To learn more about Asboth's 1864 raid and its climactic action at the Battle of Marianna, please visit http://www.battleofmarianna.net/.

Thursday, January 29, 2009

Home Site of General William Miller


This shady spot at Point Washington on Choctawhatchee Bay was the site of the post-war home of Brigadier General William Miller.

A graduate of West Point and veteran of the Mexican-American War, Miller was the original colonel of the 1st Florida Infantry. After serving in Florida in 1861, he led his regiment north to fight at Shiloh and Stones River. Severely wounded in the latter battle, he came back to Florida to recuperate and by 1864 was placed in command of the 1st Florida Infantry Reserves, a new regiment of state troops, with the rank of brigadier general.

In this capacity, Miller served as second-in-command to Major General Samuel Jones during the Battle of Natural Bridge on March 6, 1865. The Confederate victory was the last significant Southern victory of the War Between the States and preserved Tallahassee's status as the only Confederate capital east of the Mississippi not taken by Union forces.
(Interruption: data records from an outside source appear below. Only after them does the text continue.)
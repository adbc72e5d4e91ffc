//! `Set-Cookie` value encoding.

use chrono::{DateTime, Utc};
use serde::{Deserialize, Serialize};

/// Attributes attached to the session cookie when a new key is issued.
///
/// Every attribute is optional; absent or empty attributes are left out of
/// the encoded header value.
#[derive(Debug, Clone, Default, PartialEq, Eq, Serialize, Deserialize)]
#[serde(default)]
pub struct CookieOptions {
    /// `path` attribute
    pub path: Option<String>,
    /// `domain` attribute
    pub domain: Option<String>,
    /// `expires` attribute
    pub expires: Option<DateTime<Utc>>,
    /// `secure` flag
    pub secure: bool,
    /// `HttpOnly` flag
    pub http_only: bool,
}

impl CookieOptions {
    /// Create options with no attributes set.
    pub fn new() -> Self {
        Self::default()
    }

    /// Set the cookie path.
    pub fn with_path(mut self, path: impl Into<String>) -> Self {
        self.path = Some(path.into());
        self
    }

    /// Set the cookie domain.
    pub fn with_domain(mut self, domain: impl Into<String>) -> Self {
        self.domain = Some(domain.into());
        self
    }

    /// Set an absolute expiry for the cookie.
    pub fn with_expires(mut self, expires: DateTime<Utc>) -> Self {
        self.expires = Some(expires);
        self
    }

    /// Set the `secure` flag.
    pub fn with_secure(mut self, secure: bool) -> Self {
        self.secure = secure;
        self
    }

    /// Set the `HttpOnly` flag.
    pub fn with_http_only(mut self, http_only: bool) -> Self {
        self.http_only = http_only;
        self
    }

    /// Encode a `Set-Cookie` value for `name=value` with these attributes.
    pub fn to_set_cookie_value(&self, name: &str, value: &str) -> String {
        encode_set_cookie(name, value, self)
    }
}

/// Encode one `Set-Cookie` header value.
///
/// Name and value are percent-encoded. Attributes follow in a fixed order:
/// `domain`, `path`, `expires`, `secure`, `HttpOnly`.
///
/// ```
/// use hashsession_core::cookie::{CookieOptions, encode_set_cookie};
///
/// let attrs = CookieOptions::new()
///     .with_path("/")
///     .with_secure(true)
///     .with_http_only(true);
///
/// assert_eq!(
///     encode_set_cookie("session", "abc123", &attrs),
///     "session=abc123; path=/; secure; HttpOnly"
/// );
/// ```
pub fn encode_set_cookie(name: &str, value: &str, attrs: &CookieOptions) -> String {
    let mut out = format!("{}={}", urlencoding::encode(name), urlencoding::encode(value));

    if let Some(domain) = attrs.domain.as_deref().filter(|d| !d.is_empty()) {
        out.push_str("; domain=");
        out.push_str(domain);
    }

    if let Some(path) = attrs.path.as_deref().filter(|p| !p.is_empty()) {
        out.push_str("; path=");
        out.push_str(path);
    }

    if let Some(expires) = attrs.expires {
        out.push_str("; expires=");
        out.push_str(&format_cookie_date(expires));
    }

    if attrs.secure {
        out.push_str("; secure");
    }

    if attrs.http_only {
        out.push_str("; HttpOnly");
    }

    out
}

/// `ddd, dd-MMM-yyyy HH:mm:ss GMT`
fn format_cookie_date(date: DateTime<Utc>) -> String {
    date.format("%a, %d-%b-%Y %H:%M:%S GMT").to_string()
}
After the war, General Miller returned to civilian life and rebuilt his timber enterprises in West Florida. He lived many of his final years at Point Washington, a charming and quiet little community on Choctawhatchee Bay near present-day Seaside and Destin. He is buried in Pensacola.
General Miller's home no longer stands in Point Washington, but the site is marked. To learn more about the victory he helped to achieve at Battle of Natural Bridge, please visit www.exploresouthernhistory.com/nbindex.

Wednesday, January 28, 2009

Update on Fort Pickens Access


Construction is underway and if all goes well, Fort Pickens near Pensacola should be accessible by car again later this spring.

The road leading down Santa Rosa Island to the historic fort was heavily damaged during Hurricanes Ivan and Dennis in 2004 and 2005 and do to the environmental sensitivity of the island and normal slowness with which the wheels of government move on such things, it has taken more than three years to get the reconstruction of the road underway.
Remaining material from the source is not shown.